一般的に軟弱な葉菜類は、労働時間に占める調製作業の割合が高く、中でもほうれんそうは、出荷基準に合わせた根切りおよび子葉、下葉の除去などの作業が必要で、これらの調製作業が全作業時間の6割近くを占める。
現在、緊プロ事業で開発中で、近く市販化が予定されている高能率軟弱野菜調製機(写真5)は、作業者がほうれんそうなどの軟弱野菜を1株ずつ供給するだけで下葉除去などの一連の調製を精度良く行い、既存の調製機に比べて仕上げ作業にかかる時間の削減が可能となっている。1台あたり2名の作業が可能で、調製作業の省力化も期待できる(注3)。府県産の乾燥たまねぎの根葉切り作業を省力化するたまねぎ調製装置(写真6)も同様に緊プロ事業で開発されている。この装置は、まとめて供給されたたまねぎを1玉ずつ向きを揃えて搬送しながら根切りと葉切りを行う。十分な精度とともに、従来の手作業に比べて2倍の作業能率が得られる(注4)。他にも青切りたまねぎ用の調製機や個人農家向けのものなども近年発表され、調製作業の機械化は進んでいる。
注3:引用文献(3)参照。
注4:引用文献(4)参照。
前述のキャベツ収穫機は、収容に大型コンテナ(メッシュボックスパレット)を利用するが、これにより従来の段ボール集出荷と比較すると、出荷にかかる資材費が40%程度削減できる。特に加工・業務用野菜生産で求められる低コスト化に対しては、機械化による省力化や規模拡大に加えて、流通経費の低減が重要である。
一方、大型コンテナの交換や圃場内運搬にかかる時間は、収穫作業全体の作業能率に大きく影響するため、ローダーやトラクタ装着型リフトなど運搬手段との効率的な組み作業は必須となる。さらなる省力化が求められる場合、この圃場内運搬作業の自動化が検討されることになろう。これまでにも緊プロ事業において、追従型野菜運搬車(写真7)が実用化されており、追従運搬作業でオペレータを必要としない体系が示された。今後は近年急速に進歩する自動走行技術の導入でさらに高度な運搬作業省力化の実現が期待される。
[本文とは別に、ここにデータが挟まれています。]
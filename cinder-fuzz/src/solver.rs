//! The fuzzing solver orchestrator.
//!
//! One `solve` call walks a strictly sequential state machine:
//! check sorts, build the candidate program, compile it, configure and
//! run the fuzzer, report. There are no retries and no backward
//! transitions; every stage boundary doubles as a cancellation
//! checkpoint. `cancel()` may arrive from any thread at any point and
//! reaches whichever stage is active: an in-flight pass through the
//! cancellable-pass registry, a subprocess through its invocation
//! manager.

use crate::analysis::FuzzingAnalysisInfo;
use crate::clang::{ClangInvocationManager, CompilationManager};
use crate::error::BackendResult;
use crate::libfuzzer::{FuzzExecutionManager, FuzzerOutcome, LibFuzzerInvocationManager};
use crate::options::{BackendOptions, LibFuzzerOptions};
use crate::program::ProgramBuilderPass;
use crate::sort_check::{SortConformanceCheckPass, fuzzable_sort};
use crate::workdir::WorkingDirectory;
use cinder_core::{Context, Model, PassManager, Query, QueryPass};
use rustc_hash::FxHashMap;
use std::path::PathBuf;
use std::sync::atomic::{AtomicBool, Ordering};
use std::sync::{Arc, Mutex};

/// What the solver concluded. This backend can witness satisfiability
/// (the fuzzer found an input) but can never rule it out, so there is
/// no `Unsat` variant.
#[derive(Debug, Clone, Copy, PartialEq, Eq)]
pub enum Satisfiability {
    /// A satisfying assignment exists.
    Sat,
    /// Not determined: unsupported input, compile failure, fuzzing
    /// exhausted, or cancellation. Detail is on the diagnostic stream.
    Unknown,
}

/// Verdict for one solve call.
#[derive(Debug, Clone)]
pub struct SolverResponse {
    /// The verdict.
    pub satisfiability: Satisfiability,
    model: Option<Model>,
}

impl SolverResponse {
    fn new(satisfiability: Satisfiability) -> Self {
        Self {
            satisfiability,
            model: None,
        }
    }

    /// The model, were one ever produced. Reconstructing a model from a
    /// fuzzer-found input is unimplemented, so this is always `None`.
    #[must_use]
    pub fn model(&self) -> Option<&Model> {
        self.model.as_ref()
    }
}

/// Registry of currently-executing cancellable passes, guarded by one
/// lock. A pass is inserted just before it runs and removed by the RAII
/// guard on every exit path, so `cancel()` never sees a half-registered
/// pass and nothing stays registered after its run.
#[derive(Default)]
struct CancellablePassSet {
    inner: Mutex<FxHashMap<usize, Arc<dyn QueryPass>>>,
}

struct PassRegistration<'a> {
    set: &'a CancellablePassSet,
    key: usize,
}

impl CancellablePassSet {
    fn register(&self, pass: Arc<dyn QueryPass>) -> PassRegistration<'_> {
        let key = Arc::as_ptr(&pass) as *const () as usize;
        if let Ok(mut inner) = self.inner.lock() {
            inner.insert(key, pass);
        }
        PassRegistration { set: self, key }
    }

    fn cancel_all(&self) {
        if let Ok(inner) = self.inner.lock() {
            for pass in inner.values() {
                pass.cancel();
            }
        }
    }

    fn len(&self) -> usize {
        self.inner.lock().map(|inner| inner.len()).unwrap_or(0)
    }
}

impl Drop for PassRegistration<'_> {
    fn drop(&mut self) {
        if let Ok(mut inner) = self.set.inner.lock() {
            inner.remove(&self.key);
        }
    }
}

/// Decides queries by compiling them into a native candidate-checking
/// program and fuzzing it for a satisfying input.
pub struct FuzzingSolver {
    options: BackendOptions,
    workdir: WorkingDirectory,
    compiler: Box<dyn CompilationManager>,
    fuzzer: Box<dyn FuzzExecutionManager>,
    cancelled: AtomicBool,
    cancellable_passes: CancellablePassSet,
}

impl FuzzingSolver {
    /// Create a solver backed by the real clang and libFuzzer
    /// invocation managers. Fails outright when the configured
    /// toolchain does not exist; a broken setup should not surface as
    /// `Unknown` verdicts later.
    pub fn new(
        options: BackendOptions,
        workdir: WorkingDirectory,
        ctx: &Context,
    ) -> BackendResult<Self> {
        options.clang.check_paths(ctx)?;
        Ok(Self::with_managers(
            options,
            workdir,
            Box::new(ClangInvocationManager::new()),
            Box::new(LibFuzzerInvocationManager::new()),
        ))
    }

    /// Create a solver with caller-supplied managers. No toolchain
    /// check; the managers own that concern.
    #[must_use]
    pub fn with_managers(
        options: BackendOptions,
        workdir: WorkingDirectory,
        compiler: Box<dyn CompilationManager>,
        fuzzer: Box<dyn FuzzExecutionManager>,
    ) -> Self {
        Self {
            options,
            workdir,
            compiler,
            fuzzer,
            cancelled: AtomicBool::new(false),
            cancellable_passes: CancellablePassSet::default(),
        }
    }

    /// Backend name, for diagnostics.
    #[must_use]
    pub fn name(&self) -> &'static str {
        "fuzzing-solver"
    }

    /// Cooperatively cancel the current (or next) solve. Callable from
    /// any thread, idempotent, never blocks on the solve's progress.
    /// The flag is observed at every stage boundary; active passes and
    /// subprocesses are interrupted directly.
    pub fn cancel(&self) {
        self.cancelled.store(true, Ordering::Release);
        self.cancellable_passes.cancel_all();
        // Unconditional forwarding: each manager's cancel is a no-op
        // when it has nothing running.
        self.compiler.cancel();
        self.fuzzer.cancel();
    }

    fn is_cancelled(&self) -> bool {
        self.cancelled.load(Ordering::Acquire)
    }

    fn unknown(&self) -> SolverResponse {
        SolverResponse::new(Satisfiability::Unknown)
    }

    fn checkpoint(&self, ctx: &Context) -> Option<SolverResponse> {
        if self.is_cancelled() {
            ctx.diagnostics.debug(format!("{} cancelled", self.name()));
            Some(self.unknown())
        } else {
            None
        }
    }

    fn check_sorts(&self, query: &mut Query, ctx: &Context) -> bool {
        let pass = Arc::new(SortConformanceCheckPass::new(fuzzable_sort));
        let as_dyn: Arc<dyn QueryPass> = pass.clone();
        let _registration = self.cancellable_passes.register(Arc::clone(&as_dyn));
        let mut pm = PassManager::new();
        pm.add(as_dyn);
        pm.run(query, ctx);
        pass.predicate_always_held()
    }

    fn quiet_capture(&self, ctx: &Context, stdout: &str, stderr: &str) -> (Option<PathBuf>, Option<PathBuf>) {
        if ctx.verbosity() == 0 {
            (
                Some(self.workdir.path_to_file(stdout)),
                Some(self.workdir.path_to_file(stderr)),
            )
        } else {
            (None, None)
        }
    }

    /// Decide `query`. Returns SAT when the fuzzer finds an input
    /// satisfying every constraint, UNKNOWN otherwise; never UNSAT and
    /// never a model.
    pub fn solve(&self, query: &mut Query, ctx: &Context, produce_model: bool) -> SolverResponse {
        // Model-request gate: nothing downstream can honor one.
        if produce_model {
            ctx.diagnostics.error("model generation not supported");
            return self.unknown();
        }
        if let Some(response) = self.checkpoint(ctx) {
            return response;
        }

        tracing::debug!(target: "cinder", stage = "check-sorts", "solve");
        if !self.check_sorts(query, ctx) {
            ctx.diagnostics.debug("unsupported sorts in query");
            return self.unknown();
        }
        if let Some(response) = self.checkpoint(ctx) {
            return response;
        }

        tracing::debug!(target: "cinder", stage = "build-program", "solve");
        let info = Arc::new(FuzzingAnalysisInfo::new());
        let builder = Arc::new(ProgramBuilderPass::new(Arc::clone(&info)));
        {
            let as_dyn: Arc<dyn QueryPass> = builder.clone();
            let _registration = self.cancellable_passes.register(Arc::clone(&as_dyn));
            let mut pm = PassManager::new();
            info.add_to(&mut pm);
            pm.add(as_dyn);
            pm.run(query, ctx);
        }
        if let Some(response) = self.checkpoint(ctx) {
            return response;
        }
        let Some(program) = builder.program() else {
            ctx.diagnostics.error("candidate program generation produced nothing");
            return self.unknown();
        };
        let Some(assignment) = info.buffer_assignment() else {
            ctx.diagnostics.error("free variable assignment missing");
            return self.unknown();
        };

        tracing::debug!(target: "cinder", stage = "compile", "solve");
        let source_file = self.workdir.path_to_file("program.c");
        let output_file = self.workdir.path_to_file("fuzzer");
        let (clang_stdout, clang_stderr) =
            self.quiet_capture(ctx, "clang.stdout.txt", "clang.stderr.txt");
        let compiled = self.compiler.compile(
            &program,
            &source_file,
            &output_file,
            &self.options.clang,
            clang_stdout.as_deref(),
            clang_stderr.as_deref(),
            ctx,
        );
        if !compiled {
            ctx.diagnostics.error("candidate program compilation failed");
            return self.unknown();
        }
        if let Some(response) = self.checkpoint(ctx) {
            return response;
        }

        tracing::debug!(target: "cinder", stage = "configure-fuzzer", "solve");
        let corpus_dir = match self.workdir.new_directory("corpus") {
            Ok(dir) => dir,
            Err(err) => {
                ctx.diagnostics.error(format!("failed to create corpus directory: {err}"));
                return self.unknown();
            }
        };
        let artifact_dir = match self.workdir.new_directory("artifacts") {
            Ok(dir) => dir,
            Err(err) => {
                ctx.diagnostics.error(format!("failed to create artifact directory: {err}"));
                return self.unknown();
            }
        };
        let fuzzer_opts = LibFuzzerOptions {
            target_binary: output_file,
            max_length: assignment.max_input_length(),
            corpus_dir,
            artifact_dir,
            use_cmp: self.options.clang.wants_cmp_trace(),
            max_total_time: None,
        };
        let (fuzzer_stdout, fuzzer_stderr) =
            self.quiet_capture(ctx, "libfuzzer.stdout.txt", "libfuzzer.stderr.txt");
        if let Some(response) = self.checkpoint(ctx) {
            return response;
        }

        tracing::debug!(target: "cinder", stage = "fuzz", "solve");
        let outcome = self.fuzzer.fuzz(
            &fuzzer_opts,
            fuzzer_stdout.as_deref(),
            fuzzer_stderr.as_deref(),
            ctx,
        );
        match outcome {
            FuzzerOutcome::TargetFound => SolverResponse::new(Satisfiability::Sat),
            // Deliberately indistinguishable in the verdict; the
            // diagnostic stream keeps the difference.
            FuzzerOutcome::Unknown => {
                ctx.diagnostics.debug("fuzzing inconclusive");
                self.unknown()
            }
            FuzzerOutcome::Cancelled => {
                ctx.diagnostics.debug("fuzzing cancelled");
                self.unknown()
            }
        }
    }
}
冒頭に述べたように、野菜は品目や栽培様式の多様性などの理由で作業の機械化が進まないが、そのような状況の中、機械化のポイントとなるのは汎用化技術である。前述のいも類掘取り機のようにすでに汎用的に利用されている作業機もあるが、既存機の基本構造を生かして多少の改造で他の品目にも対応させる技術の開発である。例えば、最近ではキャベツ収穫機の基本構造を利用して加工・業務用はくさいの収穫を可能とする汎用利用技術が報告され、高い注目を集めている(注5)。
注5:引用文献(5)および(6)参照。
以上のように野菜作の機械化は、稲作と比較すればまだ遅れている部分が多い。野菜作においてより広く機械化一貫体系を構築するには、機械化に適した品種や、生育がそろう栽培様式など、栽培技術面からのアプローチも重要である。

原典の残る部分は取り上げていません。